Where start I'm new to this site looking for help as you can tell by the title with my son. He is 13 smart he's always been on the honor roll all As he's also in Jr. bata. But he has been getting in trouable in school this week he was suspend for his attitude and because he wont put his hair up it is long.He quit football after going thru everthing to get on the team but he start getting into trouable last year before school was out.He has the attitude at home too his dad and him have been into it alot also. Because me and his dad have been having trouable also I 'm sure that has something to do with it but he want talk to me anymore. We use to talk about everthing now he just want's to stay in his room on the computer listen to his music because he also plays the guitar he only comes out when he has to. Anyone know how I can get my son to open back up to me?? I know he is going thru all the changes like any other 13. But he's never shut me out and he won't tell me what's going on in school. I'v try talking to him but he say it's nothing. Even thru all this his greads are still A's and B's. Thanks


----------



## SageMother

yen said:


> Where start I'm new to this site looking for help as you can tell by the title with my son. He is 13 smart he's always been on the honor roll all As he's also in Jr. bata. But he has been getting in trouable in school this week he was suspend for his attitude and because he wont put his hair up it is long.He quit football after going thru everthing to get on the team but he start getting into trouable last year before school was out.He has the attitude at home too his dad and him have been into it alot also. Because me and his dad have been having trouable also I 'm sure that has something to do with it but he want talk to me anymore. We use to talk about everthing now he just want's to stay in his room on the computer listen to his music because he also plays the guitar he only comes out when he has to. Anyone know how I can get my son to open back up to me?? I know he is going thru all the changes like any other 13. But he's never shut me out and he won't tell me what's going on in school. I'v try talking to him but he say it's nothing. Even thru all this his greads are still A's and B's. Thanks


I can tell this is disconcerting.

It seems there are a couple of things going on here and I don't feel that either has much to do with your marital issues.

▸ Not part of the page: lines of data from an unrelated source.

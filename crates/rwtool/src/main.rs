mod cli;
mod commands;
mod config;
mod error;
mod output;

use clap::Parser;
use tracing_subscriber::EnvFilter;

use rwtool_core::Gateways;

use crate::cli::{Cli, Command};
use crate::commands::CommandContext;
use crate::error::{CliError, exit_code};

#[tokio::main]
async fn main() {
    let cli = Cli::parse();

    init_tracing(cli.global.verbose);

    let code = match run(cli).await {
        Ok(()) => exit_code::SUCCESS,
        Err(err) => {
            let code = err.exit_code();
            eprintln!("{:?}", miette::Report::new(err));
            code
        }
    };
    std::process::exit(code);
}

fn init_tracing(verbosity: u8) {
    let filter = match verbosity {
        0 => "warn",
        1 => "info",
        2 => "debug",
        _ => "trace",
    };

    tracing_subscriber::fmt()
        .with_env_filter(
            EnvFilter::try_from_default_env().unwrap_or_else(|_| EnvFilter::new(filter)),
        )
        .with_writer(std::io::stderr)
        .with_target(false)
        .init();
}

async fn run(cli: Cli) -> Result<(), CliError> {
    match cli.command {
        // Local-only commands never build a client.
        Command::Config(args) => commands::config_cmd::handle(args, &cli.global),

        Command::Completions(args) => {
            use clap::CommandFactory;
            use clap_complete::generate;

            let mut cmd = Cli::command();
            generate(args.shell, &mut cmd, "rwtool", &mut std::io::stdout());
            Ok(())
        }

        cmd => {
            let (profile, console) = config::build_console_config(&cli.global)?;
            let server = console.url.to_string();
            let gateways = Gateways::http(console.client()?);
            let ctx = CommandContext::new(gateways, console.session, profile, server, &cli.global);

            tracing::debug!(command = ?cmd, server = %ctx.server, "dispatching command");
            commands::dispatch(cmd, &ctx, &cli.global)
                .await
                .map_err(|e| e.in_context(&ctx.profile, &ctx.server))
        }
    }
}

He is growing up. Yes he did everything needed to get on the football team but then there was one demand too many...the hair issue. I don't know how others might feel but in his shoes I would probably have done the same thing. When I reach my limits with the requirements of something, I opt out. That is how adults maintain their personal sovereignty. They set their own limits and stick to them. It is difficult for someone under 18 to do this, but he did it. That is a point in his favor.

You might be able to intervene in this matter so that he can maintain his dignity and still attend classes, so there are still options there, unless I am missing something.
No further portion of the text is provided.